## Dataset records
--

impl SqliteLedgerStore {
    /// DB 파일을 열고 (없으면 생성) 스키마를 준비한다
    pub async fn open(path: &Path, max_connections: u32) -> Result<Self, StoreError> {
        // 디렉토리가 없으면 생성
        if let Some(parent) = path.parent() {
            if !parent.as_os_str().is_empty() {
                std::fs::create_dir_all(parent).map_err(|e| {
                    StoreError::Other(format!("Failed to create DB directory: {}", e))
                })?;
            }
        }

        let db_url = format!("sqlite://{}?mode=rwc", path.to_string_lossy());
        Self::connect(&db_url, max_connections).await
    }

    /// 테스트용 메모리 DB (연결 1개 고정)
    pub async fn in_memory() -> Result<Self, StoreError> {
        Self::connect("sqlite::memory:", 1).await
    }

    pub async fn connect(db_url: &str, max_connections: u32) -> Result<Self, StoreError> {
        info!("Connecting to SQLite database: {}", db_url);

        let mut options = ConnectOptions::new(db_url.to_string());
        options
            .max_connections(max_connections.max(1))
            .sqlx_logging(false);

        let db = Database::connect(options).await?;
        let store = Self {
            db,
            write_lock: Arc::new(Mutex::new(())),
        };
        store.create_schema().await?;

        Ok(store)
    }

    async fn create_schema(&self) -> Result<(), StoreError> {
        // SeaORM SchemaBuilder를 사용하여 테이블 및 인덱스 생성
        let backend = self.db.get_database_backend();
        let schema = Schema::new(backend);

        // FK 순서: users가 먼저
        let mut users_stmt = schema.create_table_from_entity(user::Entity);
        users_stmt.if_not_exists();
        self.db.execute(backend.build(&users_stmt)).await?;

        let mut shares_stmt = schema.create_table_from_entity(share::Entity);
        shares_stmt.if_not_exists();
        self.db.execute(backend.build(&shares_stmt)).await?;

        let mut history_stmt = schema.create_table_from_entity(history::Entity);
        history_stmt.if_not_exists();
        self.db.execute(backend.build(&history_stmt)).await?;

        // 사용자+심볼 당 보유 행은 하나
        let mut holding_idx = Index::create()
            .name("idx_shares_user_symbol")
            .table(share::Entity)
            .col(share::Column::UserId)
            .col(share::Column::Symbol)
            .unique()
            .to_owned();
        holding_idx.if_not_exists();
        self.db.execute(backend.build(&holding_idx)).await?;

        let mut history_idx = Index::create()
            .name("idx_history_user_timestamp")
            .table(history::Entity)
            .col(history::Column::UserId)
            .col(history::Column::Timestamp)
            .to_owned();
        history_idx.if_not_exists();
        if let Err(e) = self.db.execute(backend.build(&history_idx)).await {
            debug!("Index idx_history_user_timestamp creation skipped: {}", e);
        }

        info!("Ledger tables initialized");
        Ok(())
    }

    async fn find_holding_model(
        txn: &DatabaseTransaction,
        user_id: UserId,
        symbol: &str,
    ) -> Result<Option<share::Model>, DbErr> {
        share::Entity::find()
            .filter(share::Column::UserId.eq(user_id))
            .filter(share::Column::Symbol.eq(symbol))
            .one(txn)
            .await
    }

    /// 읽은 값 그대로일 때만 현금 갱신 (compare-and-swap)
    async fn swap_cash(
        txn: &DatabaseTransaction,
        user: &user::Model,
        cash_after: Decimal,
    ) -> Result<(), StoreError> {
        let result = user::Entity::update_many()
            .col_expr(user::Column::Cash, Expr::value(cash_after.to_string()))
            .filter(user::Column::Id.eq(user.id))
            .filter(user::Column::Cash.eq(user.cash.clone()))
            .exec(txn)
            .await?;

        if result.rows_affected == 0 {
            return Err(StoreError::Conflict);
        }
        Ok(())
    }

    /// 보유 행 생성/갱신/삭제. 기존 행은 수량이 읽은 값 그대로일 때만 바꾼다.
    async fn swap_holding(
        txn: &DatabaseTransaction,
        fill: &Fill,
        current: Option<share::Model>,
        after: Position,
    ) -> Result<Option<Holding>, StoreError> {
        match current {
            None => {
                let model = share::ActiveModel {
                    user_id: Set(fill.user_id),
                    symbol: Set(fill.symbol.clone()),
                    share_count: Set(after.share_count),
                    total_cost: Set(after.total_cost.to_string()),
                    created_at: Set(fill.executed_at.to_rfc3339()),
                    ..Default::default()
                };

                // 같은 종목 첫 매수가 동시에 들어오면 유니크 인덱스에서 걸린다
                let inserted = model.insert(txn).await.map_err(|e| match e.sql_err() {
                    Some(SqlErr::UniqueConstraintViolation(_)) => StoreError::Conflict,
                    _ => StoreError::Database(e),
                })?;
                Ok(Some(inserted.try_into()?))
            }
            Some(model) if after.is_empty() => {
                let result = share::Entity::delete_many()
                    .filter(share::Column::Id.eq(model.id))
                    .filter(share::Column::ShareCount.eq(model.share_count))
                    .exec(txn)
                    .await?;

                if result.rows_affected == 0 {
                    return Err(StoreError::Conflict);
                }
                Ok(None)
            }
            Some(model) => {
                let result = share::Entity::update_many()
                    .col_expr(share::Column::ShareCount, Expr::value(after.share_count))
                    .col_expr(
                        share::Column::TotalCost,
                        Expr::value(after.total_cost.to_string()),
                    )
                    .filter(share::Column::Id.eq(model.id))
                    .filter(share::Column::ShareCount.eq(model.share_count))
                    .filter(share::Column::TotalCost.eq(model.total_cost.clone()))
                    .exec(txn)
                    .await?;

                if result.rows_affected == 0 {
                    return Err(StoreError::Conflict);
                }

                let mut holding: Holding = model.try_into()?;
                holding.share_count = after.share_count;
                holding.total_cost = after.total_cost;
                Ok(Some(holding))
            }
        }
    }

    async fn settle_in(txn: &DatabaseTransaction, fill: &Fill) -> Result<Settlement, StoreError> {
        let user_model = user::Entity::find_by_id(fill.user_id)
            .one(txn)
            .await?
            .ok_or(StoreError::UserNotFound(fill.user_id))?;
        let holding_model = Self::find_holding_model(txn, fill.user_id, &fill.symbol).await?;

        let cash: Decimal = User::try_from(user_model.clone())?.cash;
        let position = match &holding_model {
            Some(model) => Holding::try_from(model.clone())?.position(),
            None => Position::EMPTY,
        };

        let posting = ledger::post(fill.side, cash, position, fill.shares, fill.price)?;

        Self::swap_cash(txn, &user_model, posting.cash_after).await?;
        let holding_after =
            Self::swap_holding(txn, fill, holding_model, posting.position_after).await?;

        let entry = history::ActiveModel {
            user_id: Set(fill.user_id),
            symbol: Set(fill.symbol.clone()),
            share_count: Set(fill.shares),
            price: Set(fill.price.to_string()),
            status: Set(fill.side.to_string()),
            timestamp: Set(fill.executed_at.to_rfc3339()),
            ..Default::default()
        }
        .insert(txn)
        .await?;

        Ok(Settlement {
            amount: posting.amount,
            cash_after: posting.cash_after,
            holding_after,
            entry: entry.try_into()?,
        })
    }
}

--

## The task
Repeat every line of the material exactly as given.

## Finished exercise
impl SqliteLedgerStore {
    /// DB 파일을 열고 (없으면 생성) 스키마를 준비한다
    pub async fn open(path: &Path, max_connections: u32) -> Result<Self, StoreError> {
        // 디렉토리가 없으면 생성
        if let Some(parent) = path.parent() {
            if !parent.as_os_str().is_empty() {
                std::fs::create_dir_all(parent).map_err(|e| {
                    StoreError::Other(format!("Failed to create DB directory: {}", e))
                })?;
            }
        }

        let db_url = format!("sqlite://{}?mode=rwc", path.to_string_lossy());
        Self::connect(&db_url, max_connections).await
    }

    /// 테스트용 메모리 DB (연결 1개 고정)
    pub async fn in_memory() -> Result<Self, StoreError> {
        Self::connect("sqlite::memory:", 1).await
    }

    pub async fn connect(db_url: &str, max_connections: u32) -> Result<Self, StoreError> {
        info!("Connecting to SQLite database: {}", db_url);

        let mut options = ConnectOptions::new(db_url.to_string());
        options
            .max_connections(max_connections.max(1))
            .sqlx_logging(false);

        let db = Database::connect(options).await?;
        let store = Self {
            db,
            write_lock: Arc::new(Mutex::new(())),
        };
        store.create_schema().await?;

        Ok(store)
    }

    async fn create_schema(&self) -> Result<(), StoreError> {
        // SeaORM SchemaBuilder를 사용하여 테이블 및 인덱스 생성
        let backend = self.db.get_database_backend();
        let schema = Schema::new(backend);

        // FK 순서: users가 먼저
        let mut users_stmt = schema.create_table_from_entity(user::Entity);
        users_stmt.if_not_exists();
        self.db.execute(backend.build(&users_stmt)).await?;

        let mut shares_stmt = schema.create_table_from_entity(share::Entity);
        shares_stmt.if_not_exists();
        self.db.execute(backend.build(&shares_stmt)).await?;

        let mut history_stmt = schema.create_table_from_entity(history::Entity);
        history_stmt.if_not_exists();
        self.db.execute(backend.build(&history_stmt)).await?;

        // 사용자+심볼 당 보유 행은 하나
        let mut holding_idx = Index::create()
            .name("idx_shares_user_symbol")
            .table(share::Entity)
            .col(share::Column::UserId)
            .col(share::Column::Symbol)
            .unique()
            .to_owned();
        holding_idx.if_not_exists();
        self.db.execute(backend.build(&holding_idx)).await?;

        let mut history_idx = Index::create()
            .name("idx_history_user_timestamp")
            .table(history::Entity)
            .col(history::Column::UserId)
            .col(history::Column::Timestamp)
            .to_owned();
        history_idx.if_not_exists();
        if let Err(e) = self.db.execute(backend.build(&history_idx)).await {
            debug!("Index idx_history_user_timestamp creation skipped: {}", e);
        }

        info!("Ledger tables initialized");
        Ok(())
    }

    async fn find_holding_model(
        txn: &DatabaseTransaction,
        user_id: UserId,
        symbol: &str,
    ) -> Result<Option<share::Model>, DbErr> {
        share::Entity::find()
            .filter(share::Column::UserId.eq(user_id))
            .filter(share::Column::Symbol.eq(symbol))
            .one(txn)
            .await
    }

    /// 읽은 값 그대로일 때만 현금 갱신 (compare-and-swap)
    async fn swap_cash(
        txn: &DatabaseTransaction,
        user: &user::Model,
        cash_after: Decimal,
    ) -> Result<(), StoreError> {
        let result = user::Entity::update_many()
            .col_expr(user::Column::Cash, Expr::value(cash_after.to_string()))
            .filter(user::Column::Id.eq(user.id))
            .filter(user::Column::Cash.eq(user.cash.clone()))
            .exec(txn)
            .await?;

        if result.rows_affected == 0 {
            return Err(StoreError::Conflict);
        }
        Ok(())
    }

    /// 보유 행 생성/갱신/삭제. 기존 행은 수량이 읽은 값 그대로일 때만 바꾼다.
    async fn swap_holding(
        txn: &DatabaseTransaction,
        fill: &Fill,
        current: Option<share::Model>,
        after: Position,
    ) -> Result<Option<Holding>, StoreError> {
        match current {
            None => {
                let model = share::ActiveModel {
                    user_id: Set(fill.user_id),
                    symbol: Set(fill.symbol.clone()),
                    share_count: Set(after.share_count),
                    total_cost: Set(after.total_cost.to_string()),
                    created_at: Set(fill.executed_at.to_rfc3339()),
                    ..Default::default()
                };

                // 같은 종목 첫 매수가 동시에 들어오면 유니크 인덱스에서 걸린다
                let inserted = model.insert(txn).await.map_err(|e| match e.sql_err() {
                    Some(SqlErr::UniqueConstraintViolation(_)) => StoreError::Conflict,
                    _ => StoreError::Database(e),
                })?;
                Ok(Some(inserted.try_into()?))
            }
            Some(model) if after.is_empty() => {
                let result = share::Entity::delete_many()
                    .filter(share::Column::Id.eq(model.id))
                    .filter(share::Column::ShareCount.eq(model.share_count))
                    .exec(txn)
                    .await?;

                if result.rows_affected == 0 {
                    return Err(StoreError::Conflict);
                }
                Ok(None)
            }
            Some(model) => {
                let result = share::Entity::update_many()
                    .col_expr(share::Column::ShareCount, Expr::value(after.share_count))
                    .col_expr(
                        share::Column::TotalCost,
                        Expr::value(after.total_cost.to_string()),
                    )
                    .filter(share::Column::Id.eq(model.id))
                    .filter(share::Column::ShareCount.eq(model.share_count))
                    .filter(share::Column::TotalCost.eq(model.total_cost.clone()))
                    .exec(txn)
                    .await?;

                if result.rows_affected == 0 {
                    return Err(StoreError::Conflict);
                }

                let mut holding: Holding = model.try_into()?;
                holding.share_count = after.share_count;
                holding.total_cost = after.total_cost;
                Ok(Some(holding))
            }
        }
    }

    async fn settle_in(txn: &DatabaseTransaction, fill: &Fill) -> Result<Settlement, StoreError> {
        let user_model = user::Entity::find_by_id(fill.user_id)
            .one(txn)
            .await?
            .ok_or(StoreError::UserNotFound(fill.user_id))?;
        let holding_model = Self::find_holding_model(txn, fill.user_id, &fill.symbol).await?;

        let cash: Decimal = User::try_from(user_model.clone())?.cash;
        let position = match &holding_model {
            Some(model) => Holding::try_from(model.clone())?.position(),
            None => Position::EMPTY,
        };

        let posting = ledger::post(fill.side, cash, position, fill.shares, fill.price)?;

        Self::swap_cash(txn, &user_model, posting.cash_after).await?;
        let holding_after =
            Self::swap_holding(txn, fill, holding_model, posting.position_after).await?;

        let entry = history::ActiveModel {
            user_id: Set(fill.user_id),
            symbol: Set(fill.symbol.clone()),
            share_count: Set(fill.shares),
            price: Set(fill.price.to_string()),
            status: Set(fill.side.to_string()),
            timestamp: Set(fill.executed_at.to_rfc3339()),
            ..Default::default()
        }
        .insert(txn)
        .await?;

        Ok(Settlement {
            amount: posting.amount,
            cash_after: posting.cash_after,
            holding_after,
            entry: entry.try_into()?,
        })
    }
}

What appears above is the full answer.